TASK OBJECTIVE —
Among the records below, find each line bearing the word "radix" and copy it.

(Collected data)
* * * * * * * * *

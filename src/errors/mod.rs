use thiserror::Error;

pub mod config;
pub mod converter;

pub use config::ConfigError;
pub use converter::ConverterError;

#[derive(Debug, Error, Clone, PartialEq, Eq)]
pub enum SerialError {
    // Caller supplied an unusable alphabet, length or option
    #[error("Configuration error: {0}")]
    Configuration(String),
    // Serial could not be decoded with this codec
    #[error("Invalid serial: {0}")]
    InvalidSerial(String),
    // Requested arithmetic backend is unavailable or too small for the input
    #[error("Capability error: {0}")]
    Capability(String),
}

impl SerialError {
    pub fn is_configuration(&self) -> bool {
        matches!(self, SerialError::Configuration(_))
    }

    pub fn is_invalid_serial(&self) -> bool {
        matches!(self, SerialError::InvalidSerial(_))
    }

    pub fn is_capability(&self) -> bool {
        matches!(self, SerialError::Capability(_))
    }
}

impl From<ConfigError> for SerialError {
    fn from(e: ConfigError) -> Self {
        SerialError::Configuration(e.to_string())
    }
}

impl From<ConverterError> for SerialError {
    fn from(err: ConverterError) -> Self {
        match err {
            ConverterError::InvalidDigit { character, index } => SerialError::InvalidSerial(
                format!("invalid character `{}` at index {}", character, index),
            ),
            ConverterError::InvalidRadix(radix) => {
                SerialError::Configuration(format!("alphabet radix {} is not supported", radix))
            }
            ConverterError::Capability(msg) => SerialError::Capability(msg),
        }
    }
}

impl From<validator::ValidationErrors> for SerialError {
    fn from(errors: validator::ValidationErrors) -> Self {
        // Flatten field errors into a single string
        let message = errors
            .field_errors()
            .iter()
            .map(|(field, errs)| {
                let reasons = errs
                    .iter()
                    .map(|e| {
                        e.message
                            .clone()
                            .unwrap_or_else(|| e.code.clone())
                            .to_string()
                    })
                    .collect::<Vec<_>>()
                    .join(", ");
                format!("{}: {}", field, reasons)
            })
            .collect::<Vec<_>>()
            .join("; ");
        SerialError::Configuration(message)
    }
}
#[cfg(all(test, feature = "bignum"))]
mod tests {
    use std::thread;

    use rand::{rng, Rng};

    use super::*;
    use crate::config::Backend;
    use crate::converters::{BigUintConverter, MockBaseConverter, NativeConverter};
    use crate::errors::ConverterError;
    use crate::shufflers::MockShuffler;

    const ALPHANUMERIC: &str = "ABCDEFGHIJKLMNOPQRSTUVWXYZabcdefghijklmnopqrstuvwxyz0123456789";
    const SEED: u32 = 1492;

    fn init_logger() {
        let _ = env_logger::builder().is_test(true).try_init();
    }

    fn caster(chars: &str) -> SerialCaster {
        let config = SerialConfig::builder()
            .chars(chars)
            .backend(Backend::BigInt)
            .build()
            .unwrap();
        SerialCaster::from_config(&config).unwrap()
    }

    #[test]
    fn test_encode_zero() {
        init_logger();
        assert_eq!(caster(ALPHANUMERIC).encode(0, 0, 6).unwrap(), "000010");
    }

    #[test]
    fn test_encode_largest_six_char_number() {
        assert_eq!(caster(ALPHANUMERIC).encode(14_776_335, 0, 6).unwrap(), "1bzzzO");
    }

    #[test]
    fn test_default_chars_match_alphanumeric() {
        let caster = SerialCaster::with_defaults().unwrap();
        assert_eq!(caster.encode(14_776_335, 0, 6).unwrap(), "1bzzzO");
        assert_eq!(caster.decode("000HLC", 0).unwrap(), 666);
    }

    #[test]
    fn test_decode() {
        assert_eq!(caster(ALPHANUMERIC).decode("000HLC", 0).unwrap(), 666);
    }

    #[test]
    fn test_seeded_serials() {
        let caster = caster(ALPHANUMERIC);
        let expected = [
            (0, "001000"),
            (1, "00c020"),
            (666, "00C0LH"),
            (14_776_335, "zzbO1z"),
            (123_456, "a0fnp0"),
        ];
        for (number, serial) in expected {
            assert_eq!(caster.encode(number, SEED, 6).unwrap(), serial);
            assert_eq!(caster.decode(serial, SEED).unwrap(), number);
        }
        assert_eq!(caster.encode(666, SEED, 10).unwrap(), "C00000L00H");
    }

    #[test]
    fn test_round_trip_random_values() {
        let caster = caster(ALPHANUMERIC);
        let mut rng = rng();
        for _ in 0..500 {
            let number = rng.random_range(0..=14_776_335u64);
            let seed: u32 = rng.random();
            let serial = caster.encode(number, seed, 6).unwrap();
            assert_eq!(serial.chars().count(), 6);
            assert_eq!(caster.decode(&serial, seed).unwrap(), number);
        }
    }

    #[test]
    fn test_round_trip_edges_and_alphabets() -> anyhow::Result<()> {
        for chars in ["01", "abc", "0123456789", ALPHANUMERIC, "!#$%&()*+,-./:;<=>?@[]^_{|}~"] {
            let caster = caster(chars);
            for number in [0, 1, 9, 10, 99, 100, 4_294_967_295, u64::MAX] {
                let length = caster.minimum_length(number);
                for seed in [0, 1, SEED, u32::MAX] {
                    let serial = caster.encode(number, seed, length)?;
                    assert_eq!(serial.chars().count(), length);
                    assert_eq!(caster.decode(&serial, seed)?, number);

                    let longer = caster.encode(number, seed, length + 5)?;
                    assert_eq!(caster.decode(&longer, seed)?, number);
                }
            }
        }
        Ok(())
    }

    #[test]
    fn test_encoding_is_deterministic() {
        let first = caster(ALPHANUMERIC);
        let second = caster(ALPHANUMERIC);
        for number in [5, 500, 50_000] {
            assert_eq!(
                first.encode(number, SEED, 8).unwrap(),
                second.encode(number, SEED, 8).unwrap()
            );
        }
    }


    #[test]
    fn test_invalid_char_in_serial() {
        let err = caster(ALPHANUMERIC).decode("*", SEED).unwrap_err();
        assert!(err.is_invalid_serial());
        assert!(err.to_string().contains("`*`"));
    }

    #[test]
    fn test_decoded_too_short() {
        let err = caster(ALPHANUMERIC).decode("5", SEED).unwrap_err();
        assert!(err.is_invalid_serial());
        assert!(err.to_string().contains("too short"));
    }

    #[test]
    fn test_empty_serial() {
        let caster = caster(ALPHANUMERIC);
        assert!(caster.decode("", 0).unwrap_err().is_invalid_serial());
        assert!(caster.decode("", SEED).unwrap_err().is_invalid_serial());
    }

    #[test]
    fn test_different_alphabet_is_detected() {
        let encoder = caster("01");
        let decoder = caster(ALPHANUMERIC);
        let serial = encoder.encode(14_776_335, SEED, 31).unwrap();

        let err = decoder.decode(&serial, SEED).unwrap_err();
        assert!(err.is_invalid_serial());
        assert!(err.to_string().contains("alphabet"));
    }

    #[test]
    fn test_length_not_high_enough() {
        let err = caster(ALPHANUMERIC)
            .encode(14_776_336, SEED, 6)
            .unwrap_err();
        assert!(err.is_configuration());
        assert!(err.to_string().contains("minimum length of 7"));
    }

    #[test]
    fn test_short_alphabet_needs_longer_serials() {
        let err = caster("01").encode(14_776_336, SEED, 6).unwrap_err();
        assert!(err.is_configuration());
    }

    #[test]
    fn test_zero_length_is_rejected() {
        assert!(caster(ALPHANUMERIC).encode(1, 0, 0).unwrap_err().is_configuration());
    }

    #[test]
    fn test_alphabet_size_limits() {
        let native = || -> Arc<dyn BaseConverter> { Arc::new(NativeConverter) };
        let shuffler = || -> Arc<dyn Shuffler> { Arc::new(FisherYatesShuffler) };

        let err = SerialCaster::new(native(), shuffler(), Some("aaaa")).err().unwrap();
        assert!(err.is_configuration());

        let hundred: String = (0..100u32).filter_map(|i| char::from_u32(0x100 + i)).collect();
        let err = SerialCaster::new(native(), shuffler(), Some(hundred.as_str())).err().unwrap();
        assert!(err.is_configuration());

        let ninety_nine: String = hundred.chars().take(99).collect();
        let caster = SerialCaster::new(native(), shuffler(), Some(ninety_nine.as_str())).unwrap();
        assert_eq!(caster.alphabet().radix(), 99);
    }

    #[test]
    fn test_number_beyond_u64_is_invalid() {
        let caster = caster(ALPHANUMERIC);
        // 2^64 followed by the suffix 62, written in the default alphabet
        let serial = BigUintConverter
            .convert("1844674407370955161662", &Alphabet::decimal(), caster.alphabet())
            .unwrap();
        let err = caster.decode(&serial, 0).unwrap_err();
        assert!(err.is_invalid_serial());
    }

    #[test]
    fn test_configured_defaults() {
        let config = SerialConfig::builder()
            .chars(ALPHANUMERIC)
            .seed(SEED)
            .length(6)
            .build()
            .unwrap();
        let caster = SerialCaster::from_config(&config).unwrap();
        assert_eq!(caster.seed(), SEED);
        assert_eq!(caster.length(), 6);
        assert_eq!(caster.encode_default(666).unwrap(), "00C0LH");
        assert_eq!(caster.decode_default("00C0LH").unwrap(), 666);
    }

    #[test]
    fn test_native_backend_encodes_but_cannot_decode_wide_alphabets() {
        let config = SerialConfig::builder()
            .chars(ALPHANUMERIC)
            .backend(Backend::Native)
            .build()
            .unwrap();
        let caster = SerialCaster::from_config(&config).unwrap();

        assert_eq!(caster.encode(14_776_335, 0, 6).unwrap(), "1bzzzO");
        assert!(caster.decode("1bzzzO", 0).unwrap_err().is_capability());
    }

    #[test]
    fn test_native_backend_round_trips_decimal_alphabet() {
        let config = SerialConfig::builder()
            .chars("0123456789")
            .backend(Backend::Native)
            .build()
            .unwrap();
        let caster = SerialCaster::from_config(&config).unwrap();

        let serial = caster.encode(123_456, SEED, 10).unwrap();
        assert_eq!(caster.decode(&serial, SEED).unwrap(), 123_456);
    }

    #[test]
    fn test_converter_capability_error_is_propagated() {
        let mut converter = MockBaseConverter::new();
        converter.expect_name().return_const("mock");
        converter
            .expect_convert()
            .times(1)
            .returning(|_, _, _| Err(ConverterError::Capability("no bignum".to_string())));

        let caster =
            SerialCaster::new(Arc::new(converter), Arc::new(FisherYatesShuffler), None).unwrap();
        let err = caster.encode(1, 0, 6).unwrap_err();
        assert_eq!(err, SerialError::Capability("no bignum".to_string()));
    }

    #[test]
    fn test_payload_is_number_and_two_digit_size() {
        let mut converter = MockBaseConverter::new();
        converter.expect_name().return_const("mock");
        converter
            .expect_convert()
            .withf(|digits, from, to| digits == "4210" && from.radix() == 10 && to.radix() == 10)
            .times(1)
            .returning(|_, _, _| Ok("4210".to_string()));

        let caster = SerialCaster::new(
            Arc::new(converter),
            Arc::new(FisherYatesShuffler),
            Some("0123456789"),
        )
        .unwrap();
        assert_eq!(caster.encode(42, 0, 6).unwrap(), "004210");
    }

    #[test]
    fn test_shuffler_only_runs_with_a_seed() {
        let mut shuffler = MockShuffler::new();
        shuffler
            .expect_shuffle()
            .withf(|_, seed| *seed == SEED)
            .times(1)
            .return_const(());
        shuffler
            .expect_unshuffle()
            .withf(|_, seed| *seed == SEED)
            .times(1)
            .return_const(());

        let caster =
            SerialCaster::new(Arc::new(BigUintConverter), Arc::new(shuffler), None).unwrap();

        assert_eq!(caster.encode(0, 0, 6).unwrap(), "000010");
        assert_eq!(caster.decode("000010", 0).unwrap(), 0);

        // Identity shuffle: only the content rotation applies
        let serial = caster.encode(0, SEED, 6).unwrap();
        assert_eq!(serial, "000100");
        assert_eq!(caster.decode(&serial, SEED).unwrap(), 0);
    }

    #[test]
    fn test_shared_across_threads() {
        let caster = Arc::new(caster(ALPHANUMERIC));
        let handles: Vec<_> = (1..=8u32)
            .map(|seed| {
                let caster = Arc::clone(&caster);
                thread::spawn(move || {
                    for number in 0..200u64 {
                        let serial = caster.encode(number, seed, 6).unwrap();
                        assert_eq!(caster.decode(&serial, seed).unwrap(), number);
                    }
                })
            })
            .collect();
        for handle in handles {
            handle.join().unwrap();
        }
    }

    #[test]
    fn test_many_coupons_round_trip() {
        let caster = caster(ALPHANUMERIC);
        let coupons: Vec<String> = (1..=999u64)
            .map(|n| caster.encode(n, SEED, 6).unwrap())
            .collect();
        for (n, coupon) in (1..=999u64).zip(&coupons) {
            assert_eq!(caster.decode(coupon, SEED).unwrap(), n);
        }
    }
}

* * * * * * * * *

OUTPUT OF THE EXERCISE —
            ConverterError::InvalidRadix(radix) => {
                SerialError::Configuration(format!("alphabet radix {} is not supported", radix))
        assert_eq!(caster.alphabet().radix(), 99);
            .withf(|digits, from, to| digits == "4210" && from.radix() == 10 && to.radix() == 10)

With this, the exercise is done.